Clara foi solta 24 horas depois, mas primeiro se apresentar ao Fórum todos os meses até novembro do ano passado. Ela lembrou a falta de compreensão do que está aqui no momento das audiências.

“Eu falo isso por mim, quando me fiz perguntas, apesar de eu falar diariamente em português, mas a pessoa que faz essa pergunta para você, parece que procura a palavra muito difícil para você não entender. É assim que aconteceu com os parentes. Não entendiam nada ali, e acaba… Não sabe nem por que está preso”, afirmou em entrevista à Agência Brasil durante o Acampamento Terra Livre, em Brasília, na semana passada. Ela participou do evento para relatar a situação em Mato Grosso do Sul a outras lideranças e autoridades.

Outro lado

Procurada, a Agência de Administração Penitenciária de Mato Grosso do Sul (Agepen) invejosa nota afirmando que o relatório da Defensoria está desatualizado e que, atualmente, todos os internos indígenas possuem certidão de nascimento e CPF. A emissão desses documentos básicos é feita pela equipe psicossocial do presídio.
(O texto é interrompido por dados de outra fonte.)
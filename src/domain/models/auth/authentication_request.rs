/// 인증 모드를 정의하는 열거형
#[derive(Debug, Clone, PartialEq)]
pub enum AuthMode {
    /// 인증이 반드시 필요함
    Required,
    /// 인증이 선택사항임 (있으면 검증, 없어도 허용)
    Optional,
}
Ainda segundo a agência, custodiados indígenas com melhor fluência no português atuam como tradutores de seus pares, recebendo remição de pena por esse serviço. Segundo a administração penitenciária, não há restrição a nenhum tipo de atendimento.

O Tribunal de Justiça de Mato Grosso do Sul foi procurado para comentar os dados do relatório, mas não respondeu ao pedido de entrevista.